As part of a winter campaign Paul Fieldhouse, chief pharmacist has shared information about antibiotics and what we can do to keep them working.
I have been a pharmacist for over 30 years and during my career the NHS has provided antibiotics to millions of children and adults across the country. The discovery of antibiotics was one of the most significant medical achievements of the 20th century and antibiotics are used across the globe to treat or prevent bacterial infections that would have previously been untreatable.

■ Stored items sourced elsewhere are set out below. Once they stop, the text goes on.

use dca_profit::{api, config::Config, DefiLlamaPriceSource, PriceSource, ProfitEngine};
use std::net::SocketAddr;
use std::sync::Arc;

#[tokio::main]
async fn main() {
    // Initialize tracing
    tracing_subscriber::fmt()
        .with_env_filter(
            tracing_subscriber::EnvFilter::from_default_env()
                .add_directive(tracing_subscriber::filter::LevelFilter::INFO.into()),
        )
        .init();

    let config = match Config::from_env() {
        Ok(cfg) => cfg,
        Err(e) => {
            eprintln!("Configuration error: {}", e);
            std::process::exit(1);
        }
    };

    let prices: Arc<dyn PriceSource> = Arc::new(DefiLlamaPriceSource::new(
        config.price_api_url.clone(),
        config.price_max_retry,
    ));
    let engine = Arc::new(ProfitEngine::new(prices));

    let addr = SocketAddr::new(config.bind_addr, config.port);
    let app = api::create_router(api::AppState::new(engine, config));

    let listener = match tokio::net::TcpListener::bind(&addr).await {
        Ok(l) => l,
        Err(e) => {
            eprintln!("Failed to bind to {}: {}", addr, e);
            std::process::exit(1);
        }
    };

    tracing::info!("Server listening on {}", addr);

    if let Err(e) = axum::serve(listener, app).await {
        eprintln!("Server error: {}", e);
        std::process::exit(1);
    }
}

There are many different types of antibiotics and they all work by killing bacteria or by preventing bacteria from spreading. Unfortunately, throughout the last century, while we were discovering new antibiotics we also discovered that within two years of each new antibiotic becoming available some bacteria would already be resistant to the antibiotic. This means the antibiotic no longer works. Antibiotics are losing their effectiveness at an increasing rate due to over use.
We are looking for new antibiotics all the time but we have to make sure that we use our current antibiotics only when absolutely necessary. This autumn I will be taking part in the World Health Organisation and NHS campaigns to raise awareness of the need to preserve our antibiotics. I will be sharing key messages with my colleagues and encouraging them to share the following messages with our patients:
- Antibiotics do not work against viral infections
- We should not use antibiotics routinely for most coughs, sore throats, the common cold or ear infections in children as these are usually caused by viruses
- Even if an infection is caused by a bacteria our bodies can often recover from the bacterial infection without using antibiotics
You can help too by remembering that taking antibiotics when you don’t need them could be putting you and your family at risk.